↓↓↓

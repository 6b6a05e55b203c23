/*
SPDX-FileCopyrightText: Copyright 2026 LG Electronics Inc.
SPDX-License-Identifier: MIT
*/

//! Self-Healing Protocol schedule synthesizer.
//!
//! Computes collision-free transmission schedules for time-triggered traffic
//! over a switched (possibly wireless-augmented) network in which a
//! Self-Healing Protocol periodically reserves bandwidth on every link.
//!
//! Module layout:
//!
//! ```text
//! lib.rs
//! ├── network     – links, nodes, topology, SHP reservation parameters
//! ├── frame       – frames, paths, offsets, traffic, offset graph builder
//! ├── timing      – global timeslot, hyperperiod, renormalization
//! ├── config      – scheduler configuration (YAML)
//! ├── solver      – MILP backend capability trait + CBC implementation
//! ├── scheduler   – scheduling session, constraint model, strategies, verifier
//! ├── patch       – greedy single-link patch engine
//! └── io          – XML document readers and writers
//! ```

pub mod config;
pub mod frame;
pub mod io;
pub mod network;
pub mod patch;
pub mod scheduler;
pub mod solver;
pub mod timing;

↑↑↑

- [What to produce]: If a line in the material above contains "Self", show that line.

- [Response to this task]:
//! Self-Healing Protocol schedule synthesizer.
//! Self-Healing Protocol periodically reserves bandwidth on every link.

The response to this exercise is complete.